Оправившись от потрясения, я решился завести беседу с моими лордами.
– Позволю себе заметить, – начал я, притворяясь Башмачкиным, – что больше других вашей премии в этом году заслуживает господин Галковский.
Левый лорд со мной согласился, а правый стал энергично возражать. Заслушавшись, я потерял нить разговора и перестал понимать слова. На таком английском в Британии говорят с королевой, а в Америке – никогда. Многосложному красноречию отнюдь не мешало то обстоятельство, что участники прений понятия не имели, о ком они спорят. Без империи гениально отлаженная машина аристократического образования работала вхолостую. Лорды занимались филантропией, оставив политику своим женам. Это выяснилось, когда, не дожидаясь ликеров, леди отправились в Вестминстер голосовать за «красно-коричневых».
– В Англии, – объяснили мне, – это цвета консерваторов.
– В России – тоже, – опять не удержался я.

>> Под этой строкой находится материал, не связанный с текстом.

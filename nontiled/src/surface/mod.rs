//! Paintable surfaces and the overlay pane.
//!
//! The refresh controller never touches a paint API directly. It drives two
//! [`Surface`]s, one per resource slot, through a small polymorphic interface,
//! and toggles container-level state through an [`OverlayPane`]. The rendering
//! mode (plain image element vs. off-screen canvas) is resolved once when the
//! overlay attaches and selects which concrete surface the pane creates.
//!
//! # Architecture
//!
//! ```text
//! MapHost ──create_pane──► OverlayPane ──create_surface(spec)──► Box<dyn Surface> ×2
//!                          (visibility,                          (size, position,
//!                           opacity, z-index)                     transform, load)
//! ```
//!
//! [`headless`] provides in-memory implementations used by the CLI and tests.

pub mod headless;

use crate::geo::PixelPoint;

/// How a slot's resource is painted.
#[derive(Debug, Clone, Copy, PartialEq, Eq)]
pub enum RenderMode {
    /// The resource is shown directly as an image element.
    Image,
    /// The resource is drawn into an off-screen canvas once it has loaded.
    Canvas,
}

impl RenderMode {
    /// Resolve the mode from the layer option and the host capability.
    ///
    /// An explicit option wins; otherwise canvas is used when available.
    pub fn resolve(use_canvas: Option<bool>, canvas_supported: bool) -> Self {
        if use_canvas.unwrap_or(canvas_supported) {
            RenderMode::Canvas
        } else {
            RenderMode::Image
        }
    }
}

/// Cross-origin credential mode forwarded to surfaces as-is.
#[derive(Debug, Clone, Copy, PartialEq, Eq)]
pub enum CrossOrigin {
    Anonymous,
    UseCredentials,
}

impl CrossOrigin {
    /// The attribute value understood by browsers.
    pub fn as_str(&self) -> &'static str {
        match self {
            CrossOrigin::Anonymous => "anonymous",
            CrossOrigin::UseCredentials => "use-credentials",
        }
    }

    /// Parse the attribute value.
    pub fn parse(value: &str) -> Option<Self> {
        match value.trim().to_lowercase().as_str() {
            "anonymous" | "" => Some(CrossOrigin::Anonymous),
            "use-credentials" => Some(CrossOrigin::UseCredentials),
            _ => None,
        }
    }
}

/// Outcome of asking a surface to load a URL.
#[derive(Debug, Clone, Copy, PartialEq, Eq)]
pub enum LoadState {
    /// The resource is ready to be shown.
    Loaded,
    /// The resource could not be loaded or decoded.
    Failed,
    /// Loading continues; the host reports the outcome later through
    /// [`NonTiledOverlay::resource_loaded`](crate::overlay::NonTiledOverlay::resource_loaded)
    /// or [`NonTiledOverlay::resource_failed`](crate::overlay::NonTiledOverlay::resource_failed).
    Pending,
}

/// Parameters used to create the two slot surfaces.
#[derive(Debug, Clone, PartialEq)]
pub struct SurfaceSpec {
    pub mode: RenderMode,
    pub cross_origin: Option<CrossOrigin>,
    /// Whether the host animates zoom with transforms (otherwise surfaces hide during zoom).
    pub zoom_animated: bool,
}

/// Container-level presentation applied when the pane is created.
#[derive(Debug, Clone, PartialEq, Default)]
pub struct PaneSpec {
    pub opacity: f64,
    pub z_index: Option<i32>,
    pub pointer_events: Option<String>,
}

/// One paintable resource owned by a slot.
pub trait Surface {
    /// The rendering mode this surface implements.
    fn mode(&self) -> RenderMode;

    /// Resize the paintable area, in layer pixels.
    fn set_size(&mut self, width: f64, height: f64);

    /// Move the top-left corner, in layer pixels, clearing any scale.
    fn set_position(&mut self, position: PixelPoint);

    /// Apply a translate-then-scale transform.
    fn set_transform(&mut self, origin: PixelPoint, scale: f64);

    /// Set the opacity (the controller only uses 0 and 1).
    fn set_opacity(&mut self, opacity: f64);

    /// Toggle the visual "invalid" marker shown after a failed load.
    fn set_invalid(&mut self, invalid: bool);

    /// Start loading `url` into this surface.
    fn load(&mut self, url: &str) -> LoadState;

    /// Commit the loaded resource for display. Canvas surfaces draw here.
    fn present(&mut self) {}
}

/// The container holding both slot surfaces.
pub trait OverlayPane {
    /// Create a surface for one slot.
    fn create_surface(&mut self, spec: &SurfaceSpec) -> Box<dyn Surface>;

    /// Show or hide the whole container.
    fn set_visible(&mut self, visible: bool);

    /// Set the container opacity.
    fn set_opacity(&mut self, opacity: f64);

    /// Set the stacking order.
    fn set_z_index(&mut self, z_index: i32);

    /// Move the container above its siblings.
    fn bring_to_front(&mut self);

    /// Move the container below its siblings.
    fn bring_to_back(&mut self);

    /// Detach the container and its surfaces from the host.
    fn remove(&mut self);
}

– Вы бы лучше закусывали, – вздохнул Окуджава.
Я не виноват в том, что у России с Англией немало общего: первая завидовала второй, хотя обе жили сбоку от Европы и считали только свою империю правильной.
– И это верно, – как объяснял Аверинцев, – ибо настоящая империя только одна: Римская, как бы она ни называлась.
Всякая империя живет лишь до тех пор, пока она в себя верит. Когда ее закон важнее корней, шире религии и больше объединенных им народов, империя расширяется как газ – легко и случайно. Британскую империю, например, составляли две сотни колоний и зависимых территорий. И все они держались на честном слове. В Дели английских чиновников было меньше, чем австрийских – в Праге. После Наполеона Британия так редко воевала, что медали и впрямь ценились на вес золота.
Тайна имперского могущества (как сегодня выяснили американцы) заключалась в том, что им не пользовались. Обеспечив дипломатию бумажной валютой, власть разумно хранила нетронутым золотой запас войны.
За благоразумие Англию ненавидели соперники. Немцы, например, соглашаясь и русских считать народом духа, напрочь отказывали в этом британцам.
– Человек вовсе не хочет быть счастливым, – утверждал за нас, людей, Ницше, – если, конечно, он не англичанин.
Не соглашаясь с этим мнением, Россия импортировала («за лес и сало») британский сплин, чтобы перемножить его на отечественную меланхолию. Результатом стало сентиментальное отношение к пейзажу. С тех пор любовь к дачам у нас в крови. В России их называли усадьбами, в Англии – Англией. Отдав города самым бедным и самым богатым, средний англичанин позолотил деревню и создал декоративное сельское хозяйство, главным продуктом которого, по-моему, являются розы. Непроходимые, как колючая проволока, и морозоустойчивые, как частокол, они опутали лучшую часть острова.
Надо сказать, что и у нас, в Латвии, роза – как ромашка у русских: народный цветок. Без нее не обходится ни огород, ни частушка. Но английская роза – дело другое. Сгибаясь под тяжестью исторических ассоциаций, она украшает страну и старость. Розы, как мудрость, не растут у молодых – им нужна неразделенная любовь пенсионеров.
Одного такого я встретил в Стретфорде, стоило мне свернуть с проторенной Шекспиром дорожки. Похожий, как все счастливые старики Англии, на отставного майора, он сидел у калитки, зазывая редких прохожих взглянуть на свой неглубокий садик. Я, конечно, зашел, чтобы полюбоваться камерными джунглями. Алые и белые розы, сцепившись намертво, словно Средневековье еще не кончилось, бешено клубились вдоль старинной кладки. На мой восторженный взгляд, куст воплощал идею порядочного хаоса: он знал свое место, но уж на нем делал что хотел. Собственно, искусство ограниченного вмешательства и превратило регулярный французский сад в свободный английский.
Один из чудаковатых современников Ньютона доказывал, что Бог создал Землю бескомпромиссно круглой. Идеальную форму планета утратила после грехопадения, с которого, однако, и началась наша история. Отсюда – общенациональное недоверие к излишкам всякой геометрии, начиная, конечно, с эстетики.
Британцы, как и мы, считают свой роман лучшим в мире. Как и мы, они любят его за то, что он вырос в английском саду, поделившемся с ним прихотливостью. Будучи самой большой в мире портретной галереей, британская словесность выбрала себе единицей не слово, не поступок, а чудака, сделав его предметом изображения и подражания. Этим английская литература похожа на Гоголя, без которого я бы никогда не понял Диккенса. Однако славная британская эксцентричность возможна только потому, что в Англии все знали, где центр мира, причем – всего.